Questionamentos como esses também podem ser facilmente solucionados por quem domina as técnicas de identificação das microexpressões faciais. Difícil é encontrar tempo para analisar cada situação. Pesquisas mostram que, em média, mentimos três vezes a cada dez minutos, mesmo que nem percebamos isso. Mas, na maioria dos casos, são mentirinhas inofensivas, ditas para evitar constrangimentos, mágoas ou para atenuar o impacto que a verdade teria. A vida em sociedade seria um caos se não aprendêssemos, desde crianças, a disfarçar a frustração ao receber um presente de que não gostamos ou silenciar a opinião diante de um corte de cabelo desastroso.

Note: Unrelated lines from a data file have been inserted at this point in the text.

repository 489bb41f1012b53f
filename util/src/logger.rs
//! Generic logger utility functions

// ---------------------------------------------------------------------------
// IMPORTS
// ---------------------------------------------------------------------------

// External imports
use log::{self, info};
use fern;
use colored::{ColoredString, Colorize};
use thiserror::Error;

// Internal imports
use crate::session;

// Re-exports
pub use log::LevelFilter;

// ---------------------------------------------------------------------------
// ENUMERATIONS
// ---------------------------------------------------------------------------

/// Errors associated with initialising the logger.
#[derive(Debug, Error)]
pub enum LoggerInitError {
    #[error("Expected a log level less than `INFO`, found `{0}`")]
    InvalidMinLogLevel(log::LevelFilter),

    #[error("Error initialising the log file: {0}")]
    LogFileInitError(std::io::Error),

    #[error("An error occured while setting up the logger: {0}")]
    FernInitError(log::SetLoggerError)
}

// ---------------------------------------------------------------------------
// PUBLIC FUNCTIONS
// ---------------------------------------------------------------------------

/// Initialise the logger for this execution.
///
/// `module_levels` allows individual targets (e.g. `auto_lib::path_exec`) to be logged at a
/// different level to `min_level`.
///
/// # Notes
///
/// - `min_level` must be greater than `log::Level::Info`.
///
/// # Safety
///
/// - This function must only be called once to prevent corrupting logs.
pub fn logger_init(
    min_level: self::LevelFilter,
    module_levels: &[(String, LevelFilter)],
    session: &session::Session
) -> Result<(), LoggerInitError> {

    if min_level < log::Level::Info {
        return Err(LoggerInitError::InvalidMinLogLevel(min_level))
    }

    let log_file = fern::log_file(session.log_file_path.clone())
        .map_err(LoggerInitError::LogFileInitError)?;

    // Setup the logger using fern's builder pattern
    let mut dispatch = fern::Dispatch::new()
        .format(|out, message, record| {

            // If debug or trace include the target, otherwise don't include it
            if record.level() > log::Level::Info {
                out.finish(format_args!(
                    "[{:10.6} {}] {}: {}",
                    session::get_elapsed_seconds(),
                    level_to_str(record.level()),
                    record.target(),
                    message
                ))
            }
            else {
                out.finish(format_args!(
                    "[{:10.6} {}] {}",
                    session::get_elapsed_seconds(),
                    level_to_str(record.level()),
                    message
                ))
            }

        })
        .level(min_level);

    for (module, level) in module_levels {
        dispatch = dispatch.level_for(module.clone(), *level);
    }

    dispatch
        .chain(std::io::stdout())
        .chain(log_file)
        .apply()
        .map_err(LoggerInitError::FernInitError)?;

    info!("Logging initialised");
    if let Some(epoch) = session::get_epoch() {
        info!("    Session epoch: {}", epoch);
    }
    info!("    Log level: {:?}", min_level);
    for (module, level) in module_levels {
        info!("    Log level for {}: {:?}", module, level);
    }
    info!("    Log file path: {:?}", session.log_file_path);

    Ok(())
}

// ---------------------------------------------------------------------------
// PRIVATE FUNCTIONS
// ---------------------------------------------------------------------------

/// Get the string representation of a log level
fn level_to_str(level: log::Level) -> ColoredString {
    match level {
        log::Level::Trace => "TRC".dimmed().italic(),
        log::Level::Debug => "DBG".dimmed(),
        log::Level::Info  => "INF".normal(),
        log::Level::Warn  => "WRN".yellow(),
        log::Level::Error => "ERR".red().bold()
    }
}
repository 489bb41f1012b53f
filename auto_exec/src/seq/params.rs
//! # Routine Parameters
//!
//! A routine file holds the field configuration the segment plan is built from, and the
//! declarative list of sequencer states which drive it.

// ------------------------------------------------------------------------------------------------
// IMPORTS
// ------------------------------------------------------------------------------------------------

use serde::Deserialize;

use crate::plan::FieldConfig;

// ------------------------------------------------------------------------------------------------
// STRUCTS
// ------------------------------------------------------------------------------------------------

#[derive(Debug, Clone, Deserialize)]
pub struct RoutineParams {
    pub name: String,

    /// States of the routine, in execution order. The last state must be a `finish` state.
    pub states: Vec<StateSpec>,

    pub field: FieldConfig,
}

#[derive(Debug, Clone, Deserialize)]
pub struct StateSpec {
    /// Name used in logs and telemetry, defaults to `S<index>`.
    #[serde(default)]
    pub name: Option<String>,

    pub kind: StateKindSpec,

    /// Segment commanded on entry to the state.
    #[serde(default)]
    pub segment: Option<String>,

    /// Segment commanded once the entry segment has finished, timed holds only.
    #[serde(default)]
    pub follow_on: Option<String>,

    /// Time after which the begin action fires, timed holds only.
    #[serde(default)]
    pub begin_s: Option<f64>,

    /// Time after which the end action fires and the state is left, timed holds only.
    #[serde(default)]
    pub end_s: Option<f64>,
}

// ------------------------------------------------------------------------------------------------
// ENUMS
// ------------------------------------------------------------------------------------------------

#[derive(Debug, Clone, Copy, PartialEq, Eq, Deserialize)]
#[serde(rename_all = "snake_case")]
pub enum StateKindSpec {
    Transit,
    TimedHold,
    Finish,
}
#[cfg(test)]
mod test {
    use super::*;
    use crate::seq::RoutineParams;

    const EPS: f64 = 1e-9;

    fn close_field() -> FieldConfig {
        let params: RoutineParams =
            util::params::parse(include_str!("../../../params/routines/close.toml")).unwrap();
        params.field
    }

    fn spec(name: &str, start: [f64; 2], end: [f64; 2], h0: f64, h1: f64) -> SegmentSpec {
        SegmentSpec {
            name: String::from(name),
            start_in: start,
            end_in: end,
            start_heading_deg: h0,
            end_heading_deg: h1,
        }
    }

    fn field(segments: Vec<SegmentSpec>) -> FieldConfig {
        FieldConfig {
            start_pose: PoseSpec {
                x_in: 72.0,
                y_in: 8.0,
                heading_deg: 90.0,
            },
            segments,
        }
    }

    #[test]
    fn test_build_close() {
        let plan = SegmentPlan::build(&close_field(), Alliance::Blue).unwrap();

        assert_eq!(plan.len(), 8);
        let names: Vec<&str> = plan.iter().map(|s| s.name()).collect();
        assert_eq!(
            names,
            vec![
                "shoot_preload",
                "lineup_field_1",
                "intake_field_1",
                "shoot_field_1",
                "lineup_field_2",
                "intake_field_2",
                "shoot_field_2",
                "strafe_off_line",
            ]
        );

        // Order is kept, and ids index it
        let id = plan.id("intake_field_1").unwrap();
        assert_eq!(id.index(), 2);

        let seg = plan.get(id).unwrap();
        assert!((seg.start().x_in() - 44.509).abs() < EPS);
        assert!((seg.end().x_in() - 15.910).abs() < EPS);
        assert!((seg.start().heading_deg() - 180.0).abs() < EPS);

        assert!((plan.start_pose().x_in() - 72.0).abs() < EPS);
        assert!((plan.start_pose().heading_deg() - 90.0).abs() < EPS);

        assert!(plan.require(&["shoot_preload", "strafe_off_line"]).is_ok());
    }

    #[test]
    fn test_missing_segment() {
        let plan = SegmentPlan::build(&close_field(), Alliance::Blue).unwrap();

        assert_eq!(
            plan.id("park"),
            Err(PlanError::MissingSegment(String::from("park")))
        );
        assert_eq!(
            plan.require(&["shoot_preload", "park"]),
            Err(PlanError::MissingSegment(String::from("park")))
        );
    }

    #[test]
    fn test_invalid_configs() {
        assert_eq!(
            SegmentPlan::build(&field(vec![]), Alliance::Blue).unwrap_err(),
            PlanError::Empty
        );

        let dup = field(vec![
            spec("a", [0.0, 0.0], [1.0, 0.0], 0.0, 0.0),
            spec("a", [1.0, 0.0], [2.0, 0.0], 0.0, 0.0),
        ]);
        assert_eq!(
            SegmentPlan::build(&dup, Alliance::Blue).unwrap_err(),
            PlanError::DuplicateSegment(String::from("a"))
        );

        let nan = field(vec![spec("a", [0.0, 0.0], [1.0, 0.0], 0.0, std::f64::NAN)]);
        assert_eq!(
            SegmentPlan::build(&nan, Alliance::Blue).unwrap_err(),
            PlanError::NonFiniteValue(String::from("a"), "end pose")
        );

        let inf = field(vec![spec("a", [std::f64::INFINITY, 0.0], [1.0, 0.0], 0.0, 0.0)]);
        assert_eq!(
            SegmentPlan::build(&inf, Alliance::Blue).unwrap_err(),
            PlanError::NonFiniteValue(String::from("a"), "start pose")
        );
    }

    #[test]
    fn test_red_mirror() {
        let blue = SegmentPlan::build(&close_field(), Alliance::Blue).unwrap();
        let red = SegmentPlan::build(&close_field(), Alliance::Red).unwrap();

        assert_eq!(red.alliance(), Alliance::Red);
        assert_eq!(blue.len(), red.len());

        for (b, r) in blue.iter().zip(red.iter()) {
            assert_eq!(b.name(), r.name());
            assert!((r.start().x_in() - (FIELD_WIDTH_IN - b.start().x_in())).abs() < EPS);
            assert!((r.end().y_in() - b.end().y_in()).abs() < EPS);
            assert!((b.length_in() - r.length_in()).abs() < EPS);
        }

        // 137 deg becomes 43 deg, 180 deg becomes 0 deg
        let shoot = red.get(red.id("shoot_preload").unwrap()).unwrap();
        assert!((shoot.start().heading_deg() - 43.0).abs() < 1e-6);
        let lineup = red.get(red.id("lineup_field_1").unwrap()).unwrap();
        assert!(lineup.end().heading_deg().abs() < 1e-6);

        // Start pose heading 90 deg stays at 90 deg
        assert!((red.start_pose().heading_deg() - 90.0).abs() < 1e-6);
    }

    #[test]
    fn test_pose_at() {
        let plan = SegmentPlan::build(
            &field(vec![spec("turn", [0.0, 0.0], [10.0, 20.0], 170.0, -170.0)]),
            Alliance::Blue,
        )
        .unwrap();
        let seg = plan.get(plan.id("turn").unwrap()).unwrap();

        assert_eq!(seg.pose_at(0.0).position_in, Vector2::new(0.0, 0.0));
        assert_eq!(seg.pose_at(0.5).position_in, Vector2::new(5.0, 10.0));
        assert_eq!(seg.pose_at(1.0).position_in, Vector2::new(10.0, 20.0));

        // Shortest rotation is through 180 deg, not back through 0 deg
        assert!((seg.pose_at(0.5).heading_deg().abs() - 180.0).abs() < 1e-6);
        assert!((seg.heading_change_rad() - 20f64.to_radians()).abs() < 1e-9);
    }
}
//! Generic parameters functions

// ---------------------------------------------------------------------------
// IMPORTS
// ---------------------------------------------------------------------------

use serde::de::DeserializeOwned;
use std::fs::read_to_string;
use thiserror::Error;
use toml;

// ---------------------------------------------------------------------------
// ENUMERATIONS
// ---------------------------------------------------------------------------

/// An error that occurs during loading of a parameter file.
#[derive(Debug, Error)]
pub enum LoadError {
    #[error("The software root environment variable ({}) is not set", crate::host::SW_ROOT_ENV_VAR)]
    SwRootNotSet,

    #[error("Cannot load the parameter file {0:?}: {1}")]
    FileLoadError(std::path::PathBuf, std::io::Error),

    #[error("Cannot read the parameter file: {0}")]
    DeserialiseError(toml::de::Error)
}

// ---------------------------------------------------------------------------
// PUBLIC FUNCTIONS
// ---------------------------------------------------------------------------

/// Load a parameter file
///
/// The file path is relative to the `params` directory under the software root.
pub fn load<P>(param_file_path: &str) -> Result<P, LoadError>
where
    P: DeserializeOwned
{
    // Get the params dir
    let mut path = crate::host::get_sw_root()
        .map_err(|_| LoadError::SwRootNotSet)?;
    path.push("params");
    path.push(param_file_path);

    // Load the file into a string
    let params_str = match read_to_string(&path) {
        Ok(s) => s,
        Err(e) => return Err(LoadError::FileLoadError(path, e))
    };

    parse(params_str.as_str())
}

/// Parse parameters from a TOML document already held in memory.
pub fn parse<P>(params_str: &str) -> Result<P, LoadError>
where
    P: DeserializeOwned
{
    toml::from_str(params_str).map_err(LoadError::DeserialiseError)
}
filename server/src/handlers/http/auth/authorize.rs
use anyhow::Result;
use bytes::Bytes;
use http_body_util::combinators::BoxBody;
use hyper::{Request, Response};
use shared::types::AuthorizeData;
use std::convert::Infallible;
use tracing::{debug, warn};

use crate::AppState;
use crate::handlers::http::utils::{deliver_auth_error, deliver_token, malformed, parse_json};

/// `POST /auth` with `{refresh_token, roles}`. Success renews the token.
pub async fn handle_authorize(
    req: Request<Bytes>,
    state: AppState,
) -> Result<Response<BoxBody<Bytes, Infallible>>> {
    let data: AuthorizeData = match parse_json(req.body()) {
        Ok(data) => data,
        Err(e) => return deliver_auth_error(&e),
    };

    if let Err(e) = data.validate() {
        warn!("Authorize validation failed: {}", e);
        return deliver_auth_error(&malformed(e));
    }

    debug!("Authorizing against roles {:?}", data.roles);

    match state
        .engine
        .authorize(&data.refresh_token, &data.roles)
        .await
    {
        Ok(token) => deliver_token(token),
        Err(e) => deliver_auth_error(&e),
    }
}
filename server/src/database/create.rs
use sqlx::SqlitePool;
use tracing::info;

/// Create the tables the credential store needs, if they are missing.
pub async fn create_tables(pool: &SqlitePool) -> Result<(), sqlx::Error> {
    // Users table. `password` holds the argon2 PHC string, never plaintext.
    sqlx::query(
        "CREATE TABLE IF NOT EXISTS users (
            id         TEXT    PRIMARY KEY,
            name       TEXT    NOT NULL UNIQUE,
            password   TEXT    NOT NULL,
            email      TEXT    NOT NULL,
            role       TEXT    NOT NULL DEFAULT 'user',
            created_at INTEGER NOT NULL
        )",
    )
    .execute(pool)
    .await?;

    // One login flag per user; the revocation switch for every token the
    // user holds.
    sqlx::query(
        "CREATE TABLE IF NOT EXISTS logged_in (
            user_id      TEXT    PRIMARY KEY,
            is_logged_in INTEGER NOT NULL DEFAULT 0,
            FOREIGN KEY (user_id) REFERENCES users(id) ON DELETE CASCADE
        )",
    )
    .execute(pool)
    .await?;

    info!("Database schema ready");
    Ok(())
}
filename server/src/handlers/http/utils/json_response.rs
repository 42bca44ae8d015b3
use anyhow::{Context, Result, anyhow};
use bytes::Bytes;
use http_body_util::combinators::BoxBody;
use hyper::{Response, StatusCode, header};
use serde::Serialize;
use shared::types::{ErrorResponse, TokenResponse};
use std::convert::Infallible;
use tracing::{debug, warn};

use super::body::{empty, full};
use crate::auth::AuthError;

/// Serialize any `Serialize` type and deliver it as a JSON response.
pub fn deliver_serialized_json<T: Serialize>(
    data: &T,
    status: StatusCode,
) -> Result<Response<BoxBody<Bytes, Infallible>>> {
    let json = serde_json::to_string(data).context("Failed to serialize response")?;

    debug!("Delivering serialized JSON response, size: {} bytes", json.len());

    Response::builder()
        .status(status)
        .header(header::CONTENT_TYPE, "application/json")
        .body(full(json))
        .map_err(|e| anyhow!("Failed to build JSON response: {}", e))
}

/// Delivers a JSON error response with the specified error code, message, and status.
pub fn deliver_error_json(
    error_code: &str,
    message: &str,
    status: StatusCode,
) -> Result<Response<BoxBody<Bytes, Infallible>>> {
    warn!(
        "Delivering error JSON: {} - {} ({})",
        status.as_u16(),
        error_code,
        message
    );

    deliver_serialized_json(
        &ErrorResponse::new(status.as_u16(), error_code, message),
        status,
    )
}

/// The public face of an engine failure: fixed status, code and message.
pub fn deliver_auth_error(err: &AuthError) -> Result<Response<BoxBody<Bytes, Infallible>>> {
    deliver_error_json(err.to_code(), err.to_message(), err.status())
}

pub fn deliver_token(token: String) -> Result<Response<BoxBody<Bytes, Infallible>>> {
    deliver_serialized_json(&TokenResponse::new(token), StatusCode::OK)
}

pub fn deliver_no_content() -> Result<Response<BoxBody<Bytes, Infallible>>> {
    Response::builder()
        .status(StatusCode::NO_CONTENT)
        .body(empty())
        .context("Failed to build 204 response")
}

/// Last-resort 500 that cannot itself fail.
pub fn internal_error() -> Response<BoxBody<Bytes, Infallible>> {
    let body = r#"{"status":500,"code":"INTERNAL_ERROR","message":"internal error"}"#;
    let mut res = Response::new(full(body));
    *res.status_mut() = StatusCode::INTERNAL_SERVER_ERROR;
    res.headers_mut().insert(
        header::CONTENT_TYPE,
        header::HeaderValue::from_static("application/json"),
    );
    res
}
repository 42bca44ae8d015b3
use std::fmt;

/// Identity record owned by the credential store.
///
/// `password` is the stored verifier. The engine only ever sees this type
/// through the store trait and never writes it directly.
#[derive(Clone, PartialEq, Eq)]
pub struct User {
    pub id: String,
    pub name: String,
    pub password: String,
    pub role: String,
    pub is_logged_in: bool,
}

// Both impls keep the verifier out of log lines.
impl fmt::Debug for User {
    fn fmt(&self, f: &mut fmt::Formatter<'_>) -> fmt::Result {
        f.debug_struct("User")
            .field("id", &self.id)
            .field("name", &self.name)
            .field("password", &"<redacted>")
            .field("role", &self.role)
            .field("is_logged_in", &self.is_logged_in)
            .finish()
    }
}

impl fmt::Display for User {
    fn fmt(&self, f: &mut fmt::Formatter<'_>) -> fmt::Result {
        write!(
            f,
            "id={}, name={}, role={}, logged_in={}",
            self.id, self.name, self.role, self.is_logged_in
        )
    }
}
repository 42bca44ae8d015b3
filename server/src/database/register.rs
use sqlx::SqlitePool;
use tracing::info;

#[derive(Debug, Clone)]
pub struct NewUser {
    pub id: String,
    pub name: String,
    pub password_hash: String,
    pub email: String,
    pub role: String,
    pub created_at: i64,
}

/// Insert a user together with its login flag (set), in one transaction.
pub async fn register_user(pool: &SqlitePool, new_user: &NewUser) -> Result<(), sqlx::Error> {
    let mut tx = pool.begin().await?;

    sqlx::query(
        "INSERT INTO users (id, name, password, email, role, created_at)
         VALUES (?1, ?2, ?3, ?4, ?5, ?6)",
    )
    .bind(&new_user.id)
    .bind(&new_user.name)
    .bind(&new_user.password_hash)
    .bind(&new_user.email)
    .bind(&new_user.role)
    .bind(new_user.created_at)
    .execute(&mut *tx)
    .await?;

    sqlx::query("INSERT INTO logged_in (user_id, is_logged_in) VALUES (?1, 1)")
        .bind(&new_user.id)
        .execute(&mut *tx)
        .await?;

    tx.commit().await?;
    info!("New user made! {}", new_user.name);

    Ok(())
}
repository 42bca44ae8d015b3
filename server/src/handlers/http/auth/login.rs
use anyhow::Result;
use bytes::Bytes;
use http_body_util::combinators::BoxBody;
use hyper::{Request, Response};
use shared::types::LoginData;
use std::convert::Infallible;
use tracing::{info, warn};

use crate::AppState;
use crate::handlers::http::utils::{deliver_auth_error, deliver_token, malformed, parse_json};

/// `POST /login` with `{name, password}`.
pub async fn handle_login(
    req: Request<Bytes>,
    state: AppState,
) -> Result<Response<BoxBody<Bytes, Infallible>>> {
    info!("Processing login request");

    let data: LoginData = match parse_json(req.body()) {
        Ok(data) => data,
        Err(e) => {
            warn!("Login JSON parsing failed: {}", e.to_code());
            return deliver_auth_error(&e);
        }
    };

    if let Err(e) = data.validate() {
        warn!("Login validation failed: {}", e);
        return deliver_auth_error(&malformed(e));
    }

    match state.engine.login(&data.name, &data.password).await {
        Ok(token) => {
            info!("Login successful for: {}", data.name);
            deliver_token(token)
        }
        Err(e) => deliver_auth_error(&e),
    }
}
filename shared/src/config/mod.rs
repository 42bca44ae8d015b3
pub mod config;

pub use self::config::{load_config, parse_config, resolve_config_path};
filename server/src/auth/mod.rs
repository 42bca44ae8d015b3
pub mod engine;
pub mod error;
pub mod token;

pub use engine::AuthEngine;
pub use error::AuthError;
pub use token::{TokenCodec, TokenError};
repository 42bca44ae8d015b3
pub mod body;
pub mod json_response;

// Re-export commonly used utilities
pub use body::*;
pub use json_response::*;
pub mod auth;
pub mod routes;
pub mod utils;

use std::convert::Infallible;
use std::sync::Arc;
use std::time::Duration;

use bytes::Bytes;
use http_body_util::combinators::BoxBody;
use hyper::body::Body;
use hyper::{Request, Response, StatusCode};
use tokio::time;
use tracing::{error, warn};

use crate::AppState;
use routes::Router;
use utils::{BodyError, collect_body, deliver_error_json, internal_error};

type ServiceResponse = Response<BoxBody<Bytes, Infallible>>;

/// Per-request entry point handed to hyper's `service_fn`.
///
/// Buffers the body (capped), routes it, and bounds the whole exchange by
/// `deadline`. Never fails: handler errors are logged and become a 500.
pub async fn serve_request<B>(
    req: Request<B>,
    router: Arc<Router>,
    state: AppState,
    deadline: Duration,
) -> Result<ServiceResponse, Infallible>
where
    B: Body<Data = Bytes>,
    B::Error: std::error::Error + Send + Sync + 'static,
{
    let method = req.method().clone();
    let path = req.uri().path().to_string();

    let exchange = async move {
        let (parts, body) = req.into_parts();
        let bytes = match collect_body(body).await {
            Ok(bytes) => bytes,
            Err(BodyError::TooLarge) => {
                return deliver_error_json(
                    "PAYLOAD_TOO_LARGE",
                    "request body too large",
                    StatusCode::PAYLOAD_TOO_LARGE,
                );
            }
            Err(BodyError::Read(e)) => {
                warn!("Failed to read request body: {}", e);
                return deliver_error_json(
                    "INVALID_REQUEST",
                    "invalid request",
                    StatusCode::BAD_REQUEST,
                );
            }
        };
        router.route(Request::from_parts(parts, bytes), state).await
    };

    let response = match time::timeout(deadline, exchange).await {
        Ok(Ok(response)) => response,
        Ok(Err(e)) => {
            error!("{} {} failed: {:#}", method, path, e);
            internal_error()
        }
        Err(_) => {
            warn!("{} {} timed out after {:?}", method, path, deadline);
            deliver_error_json(
                "REQUEST_TIMEOUT",
                "request timed out",
                StatusCode::REQUEST_TIMEOUT,
            )
            .unwrap_or_else(|_| internal_error())
        }
    };

    Ok(response)
}
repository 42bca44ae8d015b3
pub mod http;
use std::fs;
use std::path::{Path, PathBuf};
use tracing::{debug, error, info};

use crate::types::server_config::{AppConfig, ConfigError, MAX_TOKEN_EXPIRY_MINUTES};

/// Pick the config file: an explicit path wins, then `CONFIG_PATH`.
/// The file has to exist.
pub fn resolve_config_path(
    explicit: Option<&Path>,
    from_env: Option<String>,
) -> Result<PathBuf, ConfigError> {
    let path = match explicit {
        Some(p) if !p.as_os_str().is_empty() => p.to_path_buf(),
        _ => match from_env.filter(|s| !s.is_empty()) {
            Some(p) => PathBuf::from(p),
            None => {
                return Err(ConfigError::NotFound(
                    "CONFIG_PATH env variable is not set".into(),
                ));
            }
        },
    };

    if !path.exists() {
        return Err(ConfigError::NotFound(path.display().to_string()));
    }

    Ok(path)
}

pub fn load_config(path: &Path) -> Result<AppConfig, ConfigError> {
    info!("Loading configuration from: {}", path.display());

    let contents = fs::read_to_string(path)?;

    if contents.trim().is_empty() {
        error!("Configuration file is empty");
        return Err(ConfigError::InvalidConfig("empty file".into()));
    }

    let config = parse_config(&contents)?;

    info!("Configuration loaded successfully");
    Ok(config)
}

/// Parse and validate a TOML document.
pub fn parse_config(contents: &str) -> Result<AppConfig, ConfigError> {
    let config: AppConfig = toml::from_str(contents)?;
    debug!(
        "Config: env={:?}, addr={}, database={}",
        config.env,
        config.server.addr(),
        config.database.url
    );

    validate_config(&config)?;
    Ok(config)
}

fn validate_config(config: &AppConfig) -> Result<(), ConfigError> {
    if config.database.url.trim().is_empty() {
        return Err(ConfigError::InvalidConfig(
            "database.url cannot be empty".into(),
        ));
    }

    if config.database.max_connections == 0 {
        return Err(ConfigError::InvalidConfig(
            "database.max_connections must be greater than 0".into(),
        ));
    }

    if config.auth.token_expiry_minutes == 0 {
        return Err(ConfigError::InvalidConfig(
            "token_expiry_minutes must be greater than 0".into(),
        ));
    }

    if config.auth.token_expiry_minutes > MAX_TOKEN_EXPIRY_MINUTES {
        return Err(ConfigError::InvalidConfig(format!(
            "token_expiry_minutes cannot exceed {}",
            MAX_TOKEN_EXPIRY_MINUTES
        )));
    }

    if config.auth.store_timeout_ms == 0 {
        return Err(ConfigError::InvalidConfig(
            "store_timeout_ms must be greater than 0".into(),
        ));
    }

    if config.auth.default_role.trim().is_empty() {
        return Err(ConfigError::InvalidConfig(
            "default_role cannot be empty".into(),
        ));
    }

    match config.auth.resolved_jwt_secret() {
        None => {
            return Err(ConfigError::InvalidConfig(
                "jwt_secret must be set via the JWT_SECRET env var or auth.jwt_secret config field"
                    .into(),
            ));
        }
        Some(secret) if secret.len() < 32 => {
            return Err(ConfigError::InvalidConfig(
                "jwt_secret must be at least 32 characters long".into(),
            ));
        }
        _ => {}
    }

    Ok(())
}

Na peça Por que os Homens Mentem?, adaptada do livro de Luis Fernando Veríssimo As Mentiras que os Homens Contam (Editora Objetiva, 176 páginas, R$ 20), a companhia teatral Nósmesmos Produções Artísticas encena justamente situações em que a mentira é não só bem-vinda como necessária. “Os homens mentem porque são um bando de safados, sem-vergonhas”, diz em tom de brincadeira o diretor de projetos e integrante da trupe, Juliano Mazurchi, para depois arrematar: “Eles mentem para se defender, para não ofender a outra pessoa e evitar brigas em casa”.

O próprio ator, que protagoniza vários esquetes da peça, confessa já ter faltado com a verdade para evitar situações embaraçosas da vida real. “Uma vez, fui convidado para almoçar na casa de uma tia e a lasanha passou um pouco do ponto. Mas comi mesmo assim e ainda falei que estava uma delícia!”
Já no cinema, a comédia O Mentiroso (1997) retrata bem os prejuízos que o excesso de sinceridade pode acarretar nos relacionamentos interpessoais. O advogado Fletcher Reede, interpretado por Jim Carrey, se vê em situação delicada quando seu filho, Max Reede (Justin Cooper), ao soprar as velas do bolo de aniversário, pede que o pai não minta por um dia. O desejo é atendido, impedindo Fletcher de dizer qualquer inverdade, o que o coloca em maus lençóis, especialmente na hora em que se vê obrigado a defender no tribunal uma mulher traidora que pretende se passar por santa para tirar os bens do marido rico.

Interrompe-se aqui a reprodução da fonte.